Of the 521 consecutive patients with TIA that were screened during the study period, 500 (96.0%) were enrolled. Twenty-one patients were excluded due to protocol violation or consent withdrawal [2]. Recurrent ischemic stroke within 90 days of the TIA occurred in 25 patients. The baseline characteristics of the study subjects are presented in Supplemental Table 1. Strictly lobar CMBs were observed in 16.3%, strictly deep CMBs were found in 53.5%, and mixed CMBs were seen in 30.2% of the patients. The frequently affected sites were the basal ganglia followed by the thalamus and temporo-occipital lobar areas (Supplemental Table 2). Recurrent stroke occurred in 4.2% of patients without CMBs, 14.3% of patients with strictly lobar CMBs, 4.3% of those with strictly deep CMBs, and 38.5% of those with mixed CMBs.

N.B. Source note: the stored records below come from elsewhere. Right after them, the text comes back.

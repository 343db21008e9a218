//! ConsensusApp: the reference application rule set.
//!
//! An N-party unanimous-vote state machine over the channel's allocation.
//! The app is always in one of two states, carried in the commitment's
//! opaque attributes:
//!
//! - `Consensus` — no reallocation in flight (`further_votes_required == 0`,
//!   proposal fields empty), and
//! - `Proposal` — a reallocation awaiting votes
//!   (`further_votes_required > 0`, proposal fields populated).
//!
//! Legal transitions are `pass`, `propose`, `vote`, `final_vote` and
//! `veto`; anything else is rejected. Balances change only on `final_vote`,
//! and then only to exactly the previously proposed values.

use serde::{Deserialize, Serialize};
use shared_types::{Address, Commitment, CommitmentType, U256};

use crate::force_move::{ApplicationRules, ValidationError, ValidationResult};

/// Whether the channel is at consensus or mid-proposal.
#[derive(Debug, Clone, Copy, PartialEq, Eq, Serialize, Deserialize)]
pub enum UpdateType {
    Consensus,
    Proposal,
}

/// The ConsensusApp specialization of `Commitment::app_attributes`.
#[derive(Debug, Clone, PartialEq, Eq, Serialize, Deserialize)]
pub struct ConsensusAppAttributes {
    pub further_votes_required: u32,
    pub proposed_allocation: Vec<U256>,
    pub proposed_destination: Vec<Address>,
    pub update_type: UpdateType,
}

impl ConsensusAppAttributes {
    /// Attributes for a channel at consensus.
    pub fn consensus() -> Self {
        Self {
            further_votes_required: 0,
            proposed_allocation: vec![],
            proposed_destination: vec![],
            update_type: UpdateType::Consensus,
        }
    }

    /// Attributes for a freshly made proposal needing `further_votes_required`
    /// more votes.
    pub fn proposal(
        further_votes_required: u32,
        proposed_allocation: Vec<U256>,
        proposed_destination: Vec<Address>,
    ) -> Self {
        Self {
            further_votes_required,
            proposed_allocation,
            proposed_destination,
            update_type: UpdateType::Proposal,
        }
    }

    pub fn encode(&self) -> Vec<u8> {
        bincode::serialize(self).unwrap_or_default()
    }

    pub fn decode(bytes: &[u8]) -> ValidationResult<Self> {
        bincode::deserialize(bytes).map_err(|_| {
            ValidationError::AppRuleViolated(
                "could not decode ConsensusApp attributes".to_string(),
            )
        })
    }

    fn check_consensus(&self) -> ValidationResult<()> {
        if self.further_votes_required != 0 {
            return Err(ValidationError::AppRuleViolated(
                "'furtherVotesRequired' must be 0 during consensus".to_string(),
            ));
        }
        if !self.proposed_allocation.is_empty() {
            return Err(ValidationError::AppRuleViolated(
                "'proposedAllocation' must be reset during consensus".to_string(),
            ));
        }
        if !self.proposed_destination.is_empty() {
            return Err(ValidationError::AppRuleViolated(
                "'proposedDestination' must be reset during consensus".to_string(),
            ));
        }
        Ok(())
    }

    fn check_proposal(&self) -> ValidationResult<()> {
        if self.further_votes_required == 0 {
            return Err(ValidationError::AppRuleViolated(
                "'furtherVotesRequired' must be greater than 0 during a proposal".to_string(),
            ));
        }
        if self.proposed_allocation.is_empty()
            || self.proposed_allocation.len() != self.proposed_destination.len()
        {
            return Err(ValidationError::AppRuleViolated(
                "'proposedAllocation' and 'proposedDestination' must be non-empty and of equal length"
                    .to_string(),
            ));
        }
        Ok(())
    }
}

/// Decode the ConsensusApp attributes of a commitment.
pub fn attributes(commitment: &Commitment) -> ValidationResult<ConsensusAppAttributes> {
    ConsensusAppAttributes::decode(&commitment.app_attributes)
}

/// The ConsensusApp rule set, pluggable into the generic validator.
pub struct ConsensusAppRules;

impl ApplicationRules for ConsensusAppRules {
    fn validate(&self, from: &Commitment, to: &Commitment) -> ValidationResult<()> {
        let from_attrs = attributes(from)?;
        let to_attrs = attributes(to)?;
        let num_participants = from.channel.num_participants() as u32;

        match (from_attrs.update_type, to_attrs.update_type) {
            // pass: consensus is simply restated.
            (UpdateType::Consensus, UpdateType::Consensus) => {
                to_attrs.check_consensus()?;
                balances_unchanged(from, to)
            }
            // propose: a reallocation goes up for votes.
            (UpdateType::Consensus, UpdateType::Proposal) => {
                to_attrs.check_proposal()?;
                if to_attrs.further_votes_required != num_participants - 1 {
                    return Err(ValidationError::AppRuleViolated(
                        "'furtherVotesRequired' must be initialized to participants - 1"
                            .to_string(),
                    ));
                }
                balances_unchanged(from, to)
            }
            // vote: one participant approves, more approvals still needed.
            (UpdateType::Proposal, UpdateType::Proposal) => {
                from_attrs.check_proposal()?;
                to_attrs.check_proposal()?;
                if from_attrs.further_votes_required <= 1 {
                    return Err(ValidationError::AppRuleViolated(
                        "a final vote must move to consensus".to_string(),
                    ));
                }
                if to_attrs.further_votes_required != from_attrs.further_votes_required - 1 {
                    return Err(ValidationError::AppRuleViolated(
                        "'furtherVotesRequired' must be decremented by 1".to_string(),
                    ));
                }
                if to_attrs.proposed_allocation != from_attrs.proposed_allocation
                    || to_attrs.proposed_destination != from_attrs.proposed_destination
                {
                    return Err(ValidationError::AppRuleViolated(
                        "the proposal must be unchanged by a vote".to_string(),
                    ));
                }
                balances_unchanged(from, to)
            }
            // final_vote or veto.
            (UpdateType::Proposal, UpdateType::Consensus) => {
                from_attrs.check_proposal()?;
                to_attrs.check_consensus()?;
                let enacts_proposal = to.allocation == from_attrs.proposed_allocation
                    && to.destination == from_attrs.proposed_destination;
                if enacts_proposal && from_attrs.further_votes_required == 1 {
                    // final_vote: balances become exactly the proposal.
                    return Ok(());
                }
                // veto: back to consensus with balances untouched.
                balances_unchanged(from, to).map_err(|_| {
                    ValidationError::AppRuleViolated("no valid transition".to_string())
                })
            }
        }
    }
}

fn balances_unchanged(from: &Commitment, to: &Commitment) -> ValidationResult<()> {
    if from.allocation != to.allocation || from.destination != to.destination {
        return Err(ValidationError::AppRuleViolated(
            "'allocation' and 'destination' must be unchanged".to_string(),
        ));
    }
    Ok(())
}

// ---------------------------------------------------------------------------
// Commitment constructors
//
// The client-side half of the rule set: given the latest commitment, build
// the successor a participant should sign. Each advances the turn number by
// exactly 1 and maintains the attribute invariants, so a constructed
// commitment always satisfies `ConsensusAppRules`.
// ---------------------------------------------------------------------------

/// Restate consensus without changing anything.
pub fn pass(latest: &Commitment) -> ValidationResult<Commitment> {
    let attrs = attributes(latest)?;
    attrs.check_consensus()?;
    Ok(next_app_commitment(
        latest,
        latest.allocation.clone(),
        latest.destination.clone(),
        ConsensusAppAttributes::consensus(),
    ))
}

/// Put a reallocation up for votes.
pub fn propose(
    latest: &Commitment,
    proposed_allocation: Vec<U256>,
    proposed_destination: Vec<Address>,
) -> ValidationResult<Commitment> {
    let attrs = attributes(latest)?;
    attrs.check_consensus()?;
    let further_votes_required = latest.channel.num_participants() as u32 - 1;
    let attrs = ConsensusAppAttributes::proposal(
        further_votes_required,
        proposed_allocation,
        proposed_destination,
    );
    attrs.check_proposal()?;
    Ok(next_app_commitment(
        latest,
        latest.allocation.clone(),
        latest.destination.clone(),
        attrs,
    ))
}

/// Approve the open proposal; more votes are still required after ours.
pub fn vote(latest: &Commitment) -> ValidationResult<Commitment> {
    let attrs = attributes(latest)?;
    attrs.check_proposal()?;
    if attrs.further_votes_required <= 1 {
        return Err(ValidationError::AppRuleViolated(
            "the last vote must be a final vote".to_string(),
        ));
    }
    let next = ConsensusAppAttributes::proposal(
        attrs.further_votes_required - 1,
        attrs.proposed_allocation,
        attrs.proposed_destination,
    );
    Ok(next_app_commitment(
        latest,
        latest.allocation.clone(),
        latest.destination.clone(),
        next,
    ))
}

/// Cast the deciding vote: the proposal becomes the allocation.
pub fn final_vote(latest: &Commitment) -> ValidationResult<Commitment> {
    let attrs = attributes(latest)?;
    attrs.check_proposal()?;
    if attrs.further_votes_required != 1 {
        return Err(ValidationError::AppRuleViolated(
            "a final vote requires exactly one outstanding vote".to_string(),
        ));
    }
    Ok(next_app_commitment(
        latest,
        attrs.proposed_allocation,
        attrs.proposed_destination,
        ConsensusAppAttributes::consensus(),
    ))
}

/// Reject the open proposal; balances stay as they were.
pub fn veto(latest: &Commitment) -> ValidationResult<Commitment> {
    let attrs = attributes(latest)?;
    attrs.check_proposal()?;
    Ok(next_app_commitment(
        latest,
        latest.allocation.clone(),
        latest.destination.clone(),
        ConsensusAppAttributes::consensus(),
    ))
}

/// Approve the open proposal, casting the final vote if ours is the last
/// one outstanding.
pub fn accept_consensus(latest: &Commitment) -> ValidationResult<Commitment> {
    let attrs = attributes(latest)?;
    if attrs.further_votes_required == 1 {
        final_vote(latest)
    } else {
        vote(latest)
    }
}

fn next_app_commitment(
    latest: &Commitment,
    allocation: Vec<U256>,
    destination: Vec<Address>,
    attrs: ConsensusAppAttributes,
) -> Commitment {
    Commitment {
        channel: latest.channel.clone(),
        turn_num: latest.turn_num + 1,
        commitment_count: 0,
        allocation,
        destination,
        commitment_type: CommitmentType::App,
        app_attributes: attrs.encode(),
    }
}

The unadjusted hazard ratio of mixed CMB locations for subsequent stroke following TIA was 12.94 (95% CI 4.77-35.13, P value<0.01). According to our multivariable analysis results, mixed CMBs were significantly associated with a risk of recurrent stroke after TIA independently of the number of CMBs (adjusted hazard ratio 19.83, 95% CI 4.21-93.46). We tested several multivariable models and still observed a significant effect of mixed CMB locations on subsequent stroke (Table 1).

Our study reveals that CMBs with mixed locations (lobar and deep) are associated with subsequent stroke following TIA independently of the number of CMBs. The exact mechanism underpinning this association is still unknown. We suggest that the presence of mixed CMB locations may reflect the existence of vulnerable cerebral milieus rather than risk itself.

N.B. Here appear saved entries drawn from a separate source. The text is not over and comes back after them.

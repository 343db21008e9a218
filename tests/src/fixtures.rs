//! Shared scenario builders: deterministic keys, two-party channels, and
//! stores populated with a complete setup history.

use primitive_types::U256;
use shared_crypto::PrivateKey;
use shared_types::{Channel, ChannelId, Commitment, CommitmentType};

use fm_protocols::shared_data::{ChannelKind, SharedData};

pub fn create_keys() -> (PrivateKey, PrivateKey) {
    (
        PrivateKey::from_bytes([1u8; 32]).unwrap(),
        PrivateKey::from_bytes([2u8; 32]).unwrap(),
    )
}

pub fn create_channel(key_a: &PrivateKey, key_b: &PrivateKey, nonce: u64) -> Channel {
    Channel::new(
        [0xaa; 20],
        U256::from(nonce),
        vec![key_a.address(), key_b.address()],
    )
    .unwrap()
}

pub fn create_prefund(channel: &Channel, allocation: Vec<U256>, app_attributes: Vec<u8>) -> Commitment {
    Commitment {
        channel: channel.clone(),
        turn_num: 0,
        commitment_count: 0,
        allocation,
        destination: vec![channel.participants[0], channel.participants[1]],
        commitment_type: CommitmentType::PreFundSetup,
        app_attributes,
    }
}

/// Both stores with the four setup commitments (pre-fund and post-fund
/// rounds) signed by their movers and verified by the counterparty.
pub fn create_funded_pair(
    key_a: PrivateKey,
    key_b: PrivateKey,
    allocation: Vec<U256>,
    app_attributes: Vec<u8>,
    kind: ChannelKind,
) -> (SharedData, SharedData, ChannelId) {
    let channel = create_channel(&key_a, &key_b, 42);
    let channel_id = channel.id();
    let keys = [key_a.clone(), key_b.clone()];
    let mut shared_a = SharedData::new(key_a);
    let mut shared_b = SharedData::new(key_b);

    let base = create_prefund(&channel, allocation, app_attributes);
    for (turn, count, commitment_type) in [
        (0, 0, CommitmentType::PreFundSetup),
        (1, 1, CommitmentType::PreFundSetup),
        (2, 0, CommitmentType::PostFundSetup),
        (3, 1, CommitmentType::PostFundSetup),
    ] {
        let commitment = Commitment {
            turn_num: turn,
            commitment_count: count,
            commitment_type,
            ..base.clone()
        };
        let mover = (turn % 2) as usize;
        let signature = keys[mover].sign(&commitment.encode().unwrap()).unwrap();
        let signed = shared_types::SignedCommitment {
            commitment,
            signature: signature.0,
        };
        for (index, shared) in [&mut shared_a, &mut shared_b].into_iter().enumerate() {
            let result = if turn == 0 {
                if index == mover {
                    shared
                        .sign_and_initialize(signed.commitment.clone(), kind)
                        .map(|_| ())
                } else {
                    shared.check_and_initialize(signed.clone(), kind)
                }
            } else if index == mover {
                shared.sign_and_store(signed.commitment.clone()).map(|_| ())
            } else {
                shared.check_and_store(signed.clone())
            };
            result.unwrap();
        }
    }
    (shared_a, shared_b, channel_id)
}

Cortical microinfarcts at autopsy are associated with CMBs in patients with cerebral amyloid angiopathy, which may reflect possible pathophysiological links between CMBs and cerebral ischemia [5]. Chronic hypertension may disrupt cerebral autoregulation of the superficial perforating arteries of pial origin, which results in the exposure of these small arteries to excessive pressure and subsequent damage to smooth muscle cells [6]. Disruption of the internal lamina and thin adventitia of the lobar or corticosubcortical portion of pial arterioles is associated with white matter pathology in cerebral autosomal dominant arteriopathy with subcortical infarcts and leukoencephalopathy [7]. A recent intriguing study regarding the pathogenesis of CMBs revealed that lobar CMBs were associated with both amyloid-related pathologies and subcortical small vessel disease, whereas deep-seated CMBs were only associated with subcortical small vessel disease [8]. Based on these findings, mixed CMB locations may reflect widespread pathological changes of the cerebral vasculature induced by chronic vascular damage and a hostile milieu associated with subsequent ischemic events.

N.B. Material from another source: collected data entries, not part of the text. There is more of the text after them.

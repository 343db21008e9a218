//! Actions: every external event a protocol reducer can receive.
//!
//! Reducers never poll. Peers, the chain adapter, the transaction
//! submitter, and the user all feed results back in as actions; a reducer
//! that is waiting simply ignores everything except the action its
//! current state expects.

use primitive_types::U256;
use serde::{Deserialize, Serialize};
use serde_with::{serde_as, Bytes};
use shared_types::{Address, ChannelId, SignedCommitment};

use crate::locator::ProtocolLocator;

#[serde_as]
#[derive(Debug, Clone, PartialEq, Eq, Serialize, Deserialize)]
pub enum ProtocolAction {
    // Peer traffic
    CommitmentsReceived {
        process_id: String,
        protocol_locator: ProtocolLocator,
        signed_commitments: Vec<SignedCommitment>,
    },
    /// The counterparty (or an enclosing protocol) lifted a send embargo.
    ClearedToSend {
        process_id: String,
        protocol_locator: ProtocolLocator,
    },

    // Transaction submission lifecycle
    TransactionSent {
        process_id: String,
    },
    TransactionSubmissionFailed {
        process_id: String,
    },
    TransactionSubmitted {
        process_id: String,
    },
    TransactionConfirmed {
        process_id: String,
        contract_address: Option<Address>,
    },
    TransactionRetryApproved {
        process_id: String,
    },
    TransactionRetryDenied {
        process_id: String,
    },
    TransactionFailed {
        process_id: String,
    },

    // Chain events, fanned out to every process watching the channel
    DepositedEvent {
        process_id: String,
        protocol_locator: ProtocolLocator,
        channel_id: ChannelId,
        amount: U256,
        total_holdings: U256,
    },
    ChallengeRegisteredEvent {
        process_id: String,
        channel_id: ChannelId,
        challenge_commitment: shared_types::Commitment,
        expires_at: u64,
    },
    ChallengeExpirySetEvent {
        process_id: String,
        channel_id: ChannelId,
        expires_at: u64,
    },
    ChallengeClearedEvent {
        process_id: String,
        channel_id: ChannelId,
        new_turn_num: u64,
    },
    RespondWithMoveEvent {
        process_id: String,
        channel_id: ChannelId,
        response_commitment: shared_types::Commitment,
        #[serde_as(as = "Bytes")]
        signature: shared_types::Signature,
    },
    RefutedEvent {
        process_id: String,
        channel_id: ChannelId,
        refute_commitment: shared_types::Commitment,
    },
    ChallengeExpiredEvent {
        process_id: String,
        channel_id: ChannelId,
        timestamp: u64,
    },
    ConcludedEvent {
        process_id: String,
        channel_id: ChannelId,
    },
    AssetTransferredEvent {
        process_id: String,
        channel_id: ChannelId,
        destination: Address,
        amount: U256,
    },

    // User decisions
    ChallengeApproved {
        process_id: String,
    },
    ChallengeDenied {
        process_id: String,
    },
    ChallengeRequested {
        process_id: String,
        channel_id: ChannelId,
    },
    ExitChallenge {
        process_id: String,
    },
    Acknowledged {
        process_id: String,
    },
    /// The application layer produced our next commitment for a running
    /// application channel.
    OwnCommitment {
        process_id: String,
        commitment: shared_types::Commitment,
    },
    /// An opponent commitment arrived for a running application channel.
    OpponentCommitment {
        process_id: String,
        commitment: shared_types::Commitment,
        #[serde_as(as = "Bytes")]
        signature: shared_types::Signature,
    },
    WithdrawalApproved {
        process_id: String,
        withdrawal_address: Address,
    },
    WithdrawalRejected {
        process_id: String,
    },
    WithdrawalSuccessAcknowledged {
        process_id: String,
    },
}

impl ProtocolAction {
    pub fn process_id(&self) -> &str {
        use ProtocolAction::*;
        match self {
            CommitmentsReceived { process_id, .. }
            | ClearedToSend { process_id, .. }
            | TransactionSent { process_id }
            | TransactionSubmissionFailed { process_id }
            | TransactionSubmitted { process_id }
            | TransactionConfirmed { process_id, .. }
            | TransactionRetryApproved { process_id }
            | TransactionRetryDenied { process_id }
            | TransactionFailed { process_id }
            | DepositedEvent { process_id, .. }
            | ChallengeRegisteredEvent { process_id, .. }
            | ChallengeExpirySetEvent { process_id, .. }
            | ChallengeClearedEvent { process_id, .. }
            | RespondWithMoveEvent { process_id, .. }
            | RefutedEvent { process_id, .. }
            | ChallengeExpiredEvent { process_id, .. }
            | ConcludedEvent { process_id, .. }
            | AssetTransferredEvent { process_id, .. }
            | ChallengeApproved { process_id }
            | ChallengeDenied { process_id }
            | ChallengeRequested { process_id, .. }
            | ExitChallenge { process_id }
            | Acknowledged { process_id }
            | OwnCommitment { process_id, .. }
            | OpponentCommitment { process_id, .. }
            | WithdrawalApproved { process_id, .. }
            | WithdrawalRejected { process_id }
            | WithdrawalSuccessAcknowledged { process_id } => process_id,
        }
    }

    /// The locator of the instance this action addresses, when it carries
    /// one. Actions without a locator are routed by the state machine's
    /// own shape (e.g. transaction actions go to whichever child is
    /// currently submitting).
    pub fn locator(&self) -> Option<&ProtocolLocator> {
        use ProtocolAction::*;
        match self {
            CommitmentsReceived {
                protocol_locator, ..
            }
            | ClearedToSend {
                protocol_locator, ..
            }
            | DepositedEvent {
                protocol_locator, ..
            } => Some(protocol_locator),
            _ => None,
        }
    }

    pub fn channel_id(&self) -> Option<ChannelId> {
        use ProtocolAction::*;
        match self {
            DepositedEvent { channel_id, .. }
            | ChallengeRegisteredEvent { channel_id, .. }
            | ChallengeExpirySetEvent { channel_id, .. }
            | ChallengeClearedEvent { channel_id, .. }
            | RespondWithMoveEvent { channel_id, .. }
            | RefutedEvent { channel_id, .. }
            | ChallengeExpiredEvent { channel_id, .. }
            | ConcludedEvent { channel_id, .. }
            | AssetTransferredEvent { channel_id, .. }
            | ChallengeRequested { channel_id, .. } => Some(*channel_id),
            _ => None,
        }
    }

    /// True for events originating on-chain, which fan out to every
    /// process subscribed to the channel rather than to one process id.
    pub fn is_chain_event(&self) -> bool {
        use ProtocolAction::*;
        matches!(
            self,
            DepositedEvent { .. }
                | ChallengeRegisteredEvent { .. }
                | ChallengeExpirySetEvent { .. }
                | ChallengeClearedEvent { .. }
                | RespondWithMoveEvent { .. }
                | RefutedEvent { .. }
                | ChallengeExpiredEvent { .. }
                | ConcludedEvent { .. }
                | AssetTransferredEvent { .. }
        )
    }
}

Our study had the limitation of having a small number of main outcome events, which may lead our multivariable models to be over-fitted. Our findings should thus be validated in further large-scale clinical studies. Nevertheless, our study’s strength is that it investigated the association between CMB location and subsequent stroke in a multicenter, prospective cohort with TIA.

In conclusion, mixed CMB location was associated with subsequent stroke after TIA occurrence, while strictly lobar or deep CMBs were not. Our data on CMB location imply that the local milieu reflected by the CMBs may predict future ischemic stroke occurrence in patients with TIAs. The exact mechanism underlying these associations should be further investigated.